** Opening GIVEN INFORMATION block **

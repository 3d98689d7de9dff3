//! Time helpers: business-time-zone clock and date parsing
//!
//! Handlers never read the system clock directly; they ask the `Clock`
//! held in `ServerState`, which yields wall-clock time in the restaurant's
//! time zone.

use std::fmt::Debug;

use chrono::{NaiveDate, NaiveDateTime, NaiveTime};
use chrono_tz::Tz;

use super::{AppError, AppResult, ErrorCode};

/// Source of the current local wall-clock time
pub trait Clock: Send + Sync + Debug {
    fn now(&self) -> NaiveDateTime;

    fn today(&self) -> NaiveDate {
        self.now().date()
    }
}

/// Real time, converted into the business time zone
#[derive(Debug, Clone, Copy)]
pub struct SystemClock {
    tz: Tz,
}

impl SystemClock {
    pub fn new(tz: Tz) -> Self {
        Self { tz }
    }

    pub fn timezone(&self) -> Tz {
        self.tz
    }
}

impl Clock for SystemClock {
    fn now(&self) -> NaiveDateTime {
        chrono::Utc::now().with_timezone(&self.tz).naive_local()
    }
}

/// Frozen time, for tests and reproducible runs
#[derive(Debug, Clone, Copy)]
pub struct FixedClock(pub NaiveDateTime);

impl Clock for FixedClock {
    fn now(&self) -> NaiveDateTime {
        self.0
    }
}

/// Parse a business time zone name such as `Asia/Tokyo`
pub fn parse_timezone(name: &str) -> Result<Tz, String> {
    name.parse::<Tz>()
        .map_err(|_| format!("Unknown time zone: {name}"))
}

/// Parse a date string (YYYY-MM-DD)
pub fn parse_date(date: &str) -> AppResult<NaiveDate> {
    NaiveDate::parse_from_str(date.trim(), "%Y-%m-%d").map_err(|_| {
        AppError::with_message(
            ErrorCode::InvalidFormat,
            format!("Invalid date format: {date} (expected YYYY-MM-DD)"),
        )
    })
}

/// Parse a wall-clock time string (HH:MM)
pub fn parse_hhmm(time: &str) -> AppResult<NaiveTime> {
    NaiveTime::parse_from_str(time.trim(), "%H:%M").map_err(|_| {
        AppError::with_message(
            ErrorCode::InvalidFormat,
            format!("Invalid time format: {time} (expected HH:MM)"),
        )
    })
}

** Closing GIVEN INFORMATION block **
** Opening GIVEN INFORMATION block **

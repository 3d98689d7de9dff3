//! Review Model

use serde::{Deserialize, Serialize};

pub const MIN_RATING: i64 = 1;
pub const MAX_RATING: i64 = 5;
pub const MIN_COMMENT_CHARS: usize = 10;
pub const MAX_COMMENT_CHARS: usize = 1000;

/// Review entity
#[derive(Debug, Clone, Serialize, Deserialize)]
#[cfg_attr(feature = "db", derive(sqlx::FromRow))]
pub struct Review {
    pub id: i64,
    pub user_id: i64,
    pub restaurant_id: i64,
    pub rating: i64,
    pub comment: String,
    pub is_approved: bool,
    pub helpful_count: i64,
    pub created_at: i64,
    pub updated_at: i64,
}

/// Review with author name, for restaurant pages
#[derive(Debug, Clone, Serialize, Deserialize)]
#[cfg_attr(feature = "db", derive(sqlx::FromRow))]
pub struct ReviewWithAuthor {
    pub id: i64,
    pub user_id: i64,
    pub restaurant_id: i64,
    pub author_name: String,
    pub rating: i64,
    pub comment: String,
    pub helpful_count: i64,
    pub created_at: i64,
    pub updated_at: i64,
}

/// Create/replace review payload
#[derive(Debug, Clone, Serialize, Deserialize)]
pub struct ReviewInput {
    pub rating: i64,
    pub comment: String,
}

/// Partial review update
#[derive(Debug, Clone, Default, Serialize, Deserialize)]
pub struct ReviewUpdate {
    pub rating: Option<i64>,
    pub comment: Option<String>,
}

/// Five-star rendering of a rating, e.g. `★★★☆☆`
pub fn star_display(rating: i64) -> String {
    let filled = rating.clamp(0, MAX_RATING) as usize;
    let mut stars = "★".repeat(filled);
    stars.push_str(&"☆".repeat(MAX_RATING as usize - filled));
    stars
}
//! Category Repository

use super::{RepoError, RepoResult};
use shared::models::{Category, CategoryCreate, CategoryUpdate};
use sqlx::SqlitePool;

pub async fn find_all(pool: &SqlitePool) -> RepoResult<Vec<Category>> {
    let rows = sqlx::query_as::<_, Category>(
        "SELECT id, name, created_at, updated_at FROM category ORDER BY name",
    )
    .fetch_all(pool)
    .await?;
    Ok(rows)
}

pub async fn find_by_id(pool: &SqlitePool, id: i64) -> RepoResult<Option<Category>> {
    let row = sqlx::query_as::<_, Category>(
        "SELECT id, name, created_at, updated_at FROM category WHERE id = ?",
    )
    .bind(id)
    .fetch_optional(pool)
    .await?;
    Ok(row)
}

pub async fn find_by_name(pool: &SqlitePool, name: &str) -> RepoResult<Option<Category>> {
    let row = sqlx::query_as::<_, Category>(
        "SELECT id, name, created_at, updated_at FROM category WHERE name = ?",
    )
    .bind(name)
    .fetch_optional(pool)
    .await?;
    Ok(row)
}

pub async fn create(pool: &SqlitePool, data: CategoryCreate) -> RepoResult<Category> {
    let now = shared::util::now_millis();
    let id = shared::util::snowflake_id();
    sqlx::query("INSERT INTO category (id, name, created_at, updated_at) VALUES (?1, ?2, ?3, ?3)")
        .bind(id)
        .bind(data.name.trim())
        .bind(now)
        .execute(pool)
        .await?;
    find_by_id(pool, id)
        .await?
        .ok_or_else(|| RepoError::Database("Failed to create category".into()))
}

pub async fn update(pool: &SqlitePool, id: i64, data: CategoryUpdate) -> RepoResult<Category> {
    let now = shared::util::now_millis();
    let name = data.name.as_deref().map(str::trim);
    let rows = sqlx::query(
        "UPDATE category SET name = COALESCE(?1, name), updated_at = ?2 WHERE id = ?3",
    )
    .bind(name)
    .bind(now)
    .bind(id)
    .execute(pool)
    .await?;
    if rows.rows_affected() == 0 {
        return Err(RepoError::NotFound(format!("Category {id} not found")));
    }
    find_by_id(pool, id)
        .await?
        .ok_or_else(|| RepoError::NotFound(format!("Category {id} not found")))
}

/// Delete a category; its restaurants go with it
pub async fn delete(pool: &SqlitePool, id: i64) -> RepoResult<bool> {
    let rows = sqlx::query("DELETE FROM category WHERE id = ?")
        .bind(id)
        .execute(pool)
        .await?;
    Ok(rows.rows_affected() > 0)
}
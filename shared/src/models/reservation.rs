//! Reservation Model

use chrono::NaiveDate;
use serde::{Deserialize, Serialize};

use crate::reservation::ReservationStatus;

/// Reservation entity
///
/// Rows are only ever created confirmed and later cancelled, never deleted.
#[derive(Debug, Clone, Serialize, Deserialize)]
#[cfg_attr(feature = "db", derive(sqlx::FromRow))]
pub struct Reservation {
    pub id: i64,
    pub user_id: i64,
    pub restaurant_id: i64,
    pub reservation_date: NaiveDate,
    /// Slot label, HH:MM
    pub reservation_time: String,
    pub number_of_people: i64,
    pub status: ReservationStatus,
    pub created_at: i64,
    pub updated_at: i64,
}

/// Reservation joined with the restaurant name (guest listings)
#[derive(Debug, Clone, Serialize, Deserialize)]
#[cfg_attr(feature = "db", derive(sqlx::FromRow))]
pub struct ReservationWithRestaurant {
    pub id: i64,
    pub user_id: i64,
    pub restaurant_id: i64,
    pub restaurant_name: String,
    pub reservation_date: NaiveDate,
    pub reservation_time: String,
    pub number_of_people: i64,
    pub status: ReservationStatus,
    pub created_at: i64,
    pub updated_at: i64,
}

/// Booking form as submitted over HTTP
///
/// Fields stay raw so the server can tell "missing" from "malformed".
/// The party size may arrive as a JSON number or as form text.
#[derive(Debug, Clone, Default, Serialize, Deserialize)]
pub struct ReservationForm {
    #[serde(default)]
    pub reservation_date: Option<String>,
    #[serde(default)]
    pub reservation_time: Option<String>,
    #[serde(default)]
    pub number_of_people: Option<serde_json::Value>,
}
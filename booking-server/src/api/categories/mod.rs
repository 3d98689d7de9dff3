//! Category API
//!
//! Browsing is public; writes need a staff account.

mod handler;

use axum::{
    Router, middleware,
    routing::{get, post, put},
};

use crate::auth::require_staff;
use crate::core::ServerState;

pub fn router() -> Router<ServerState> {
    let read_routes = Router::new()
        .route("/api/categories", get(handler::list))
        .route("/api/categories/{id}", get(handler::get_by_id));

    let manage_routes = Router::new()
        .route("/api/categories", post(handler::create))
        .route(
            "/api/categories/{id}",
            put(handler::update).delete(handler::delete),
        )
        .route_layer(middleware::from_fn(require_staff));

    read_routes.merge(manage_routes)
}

** Closing GIVEN INFORMATION block **
** Opening GIVEN INFORMATION block **

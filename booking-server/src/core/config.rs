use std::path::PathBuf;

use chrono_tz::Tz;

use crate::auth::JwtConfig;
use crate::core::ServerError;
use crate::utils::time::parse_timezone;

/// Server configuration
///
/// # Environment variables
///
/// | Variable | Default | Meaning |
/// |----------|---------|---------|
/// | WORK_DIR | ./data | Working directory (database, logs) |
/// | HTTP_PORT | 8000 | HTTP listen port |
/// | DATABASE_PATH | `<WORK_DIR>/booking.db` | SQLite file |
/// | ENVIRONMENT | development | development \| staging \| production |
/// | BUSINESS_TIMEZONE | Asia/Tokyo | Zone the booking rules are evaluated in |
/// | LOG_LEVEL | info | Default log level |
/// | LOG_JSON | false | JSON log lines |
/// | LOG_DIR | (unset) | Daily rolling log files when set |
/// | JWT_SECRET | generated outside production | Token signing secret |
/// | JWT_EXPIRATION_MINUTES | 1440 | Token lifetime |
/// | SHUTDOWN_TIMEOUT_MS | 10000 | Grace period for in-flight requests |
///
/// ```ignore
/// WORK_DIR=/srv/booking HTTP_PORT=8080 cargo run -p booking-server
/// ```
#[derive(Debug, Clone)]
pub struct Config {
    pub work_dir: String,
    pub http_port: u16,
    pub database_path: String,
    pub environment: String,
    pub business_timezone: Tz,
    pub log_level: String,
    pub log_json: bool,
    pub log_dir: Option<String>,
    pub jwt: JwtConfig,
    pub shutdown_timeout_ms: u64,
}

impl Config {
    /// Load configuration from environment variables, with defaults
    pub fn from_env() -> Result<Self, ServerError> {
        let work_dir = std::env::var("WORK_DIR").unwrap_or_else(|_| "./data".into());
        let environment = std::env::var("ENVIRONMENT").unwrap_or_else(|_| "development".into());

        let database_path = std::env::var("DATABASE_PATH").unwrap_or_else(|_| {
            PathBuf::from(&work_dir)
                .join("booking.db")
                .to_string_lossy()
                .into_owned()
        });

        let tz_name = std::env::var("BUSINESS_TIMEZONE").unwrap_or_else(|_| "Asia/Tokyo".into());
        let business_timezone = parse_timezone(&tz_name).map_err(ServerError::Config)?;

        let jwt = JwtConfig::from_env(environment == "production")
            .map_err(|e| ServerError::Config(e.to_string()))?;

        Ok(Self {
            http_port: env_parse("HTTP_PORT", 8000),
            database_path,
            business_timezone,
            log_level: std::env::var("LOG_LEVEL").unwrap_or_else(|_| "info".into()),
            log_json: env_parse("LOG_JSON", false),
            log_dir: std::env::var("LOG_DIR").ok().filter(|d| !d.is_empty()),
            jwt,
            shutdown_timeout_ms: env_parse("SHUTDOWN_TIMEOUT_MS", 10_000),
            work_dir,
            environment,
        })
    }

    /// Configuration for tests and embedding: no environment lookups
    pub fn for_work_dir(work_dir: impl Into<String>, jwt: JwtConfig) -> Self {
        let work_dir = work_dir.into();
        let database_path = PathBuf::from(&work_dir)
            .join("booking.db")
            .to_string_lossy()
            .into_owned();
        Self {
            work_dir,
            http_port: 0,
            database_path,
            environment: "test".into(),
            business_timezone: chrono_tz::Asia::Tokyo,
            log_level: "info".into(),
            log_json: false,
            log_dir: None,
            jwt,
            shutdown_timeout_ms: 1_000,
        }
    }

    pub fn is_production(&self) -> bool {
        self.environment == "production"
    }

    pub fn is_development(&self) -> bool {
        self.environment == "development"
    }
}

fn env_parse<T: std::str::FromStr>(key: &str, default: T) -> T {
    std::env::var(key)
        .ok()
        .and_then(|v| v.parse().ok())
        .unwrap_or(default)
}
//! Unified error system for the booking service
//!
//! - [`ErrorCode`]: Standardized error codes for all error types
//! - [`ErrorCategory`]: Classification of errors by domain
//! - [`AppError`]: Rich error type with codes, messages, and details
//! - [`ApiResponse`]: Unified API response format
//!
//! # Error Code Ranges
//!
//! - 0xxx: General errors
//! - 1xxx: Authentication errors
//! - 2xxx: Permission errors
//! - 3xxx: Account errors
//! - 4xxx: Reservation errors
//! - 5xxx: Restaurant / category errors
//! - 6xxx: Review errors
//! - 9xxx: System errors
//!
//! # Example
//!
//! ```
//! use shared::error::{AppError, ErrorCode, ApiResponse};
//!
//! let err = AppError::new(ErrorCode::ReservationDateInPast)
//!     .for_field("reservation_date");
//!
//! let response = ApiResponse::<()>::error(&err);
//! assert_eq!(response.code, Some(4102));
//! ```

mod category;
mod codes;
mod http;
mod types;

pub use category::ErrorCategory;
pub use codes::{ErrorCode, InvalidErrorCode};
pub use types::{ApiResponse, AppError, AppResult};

** Closing GIVEN INFORMATION block **

From the records above, transcribe exactly the run of lines that opens with the line holding "use crate::core::ServerError;" and closes with the line holding "let jwt = JwtConfig::from_env(environment", both included.

EXERCISE RESPONSE>
use crate::core::ServerError;
use crate::utils::time::parse_timezone;

/// Server configuration
///
/// # Environment variables
///
/// | Variable | Default | Meaning |
/// |----------|---------|---------|
/// | WORK_DIR | ./data | Working directory (database, logs) |
/// | HTTP_PORT | 8000 | HTTP listen port |
/// | DATABASE_PATH | `<WORK_DIR>/booking.db` | SQLite file |
/// | ENVIRONMENT | development | development \| staging \| production |
/// | BUSINESS_TIMEZONE | Asia/Tokyo | Zone the booking rules are evaluated in |
/// | LOG_LEVEL | info | Default log level |
/// | LOG_JSON | false | JSON log lines |
/// | LOG_DIR | (unset) | Daily rolling log files when set |
/// | JWT_SECRET | generated outside production | Token signing secret |
/// | JWT_EXPIRATION_MINUTES | 1440 | Token lifetime |
/// | SHUTDOWN_TIMEOUT_MS | 10000 | Grace period for in-flight requests |
///
/// ```ignore
/// WORK_DIR=/srv/booking HTTP_PORT=8080 cargo run -p booking-server
/// ```
#[derive(Debug, Clone)]
pub struct Config {
    pub work_dir: String,
    pub http_port: u16,
    pub database_path: String,
    pub environment: String,
    pub business_timezone: Tz,
    pub log_level: String,
    pub log_json: bool,
    pub log_dir: Option<String>,
    pub jwt: JwtConfig,
    pub shutdown_timeout_ms: u64,
}

impl Config {
    /// Load configuration from environment variables, with defaults
    pub fn from_env() -> Result<Self, ServerError> {
        let work_dir = std::env::var("WORK_DIR").unwrap_or_else(|_| "./data".into());
        let environment = std::env::var("ENVIRONMENT").unwrap_or_else(|_| "development".into());

        let database_path = std::env::var("DATABASE_PATH").unwrap_or_else(|_| {
            PathBuf::from(&work_dir)
                .join("booking.db")
                .to_string_lossy()
                .into_owned()
        });

        let tz_name = std::env::var("BUSINESS_TIMEZONE").unwrap_or_else(|_| "Asia/Tokyo".into());
        let business_timezone = parse_timezone(&tz_name).map_err(ServerError::Config)?;

        let jwt = JwtConfig::from_env(environment == "production")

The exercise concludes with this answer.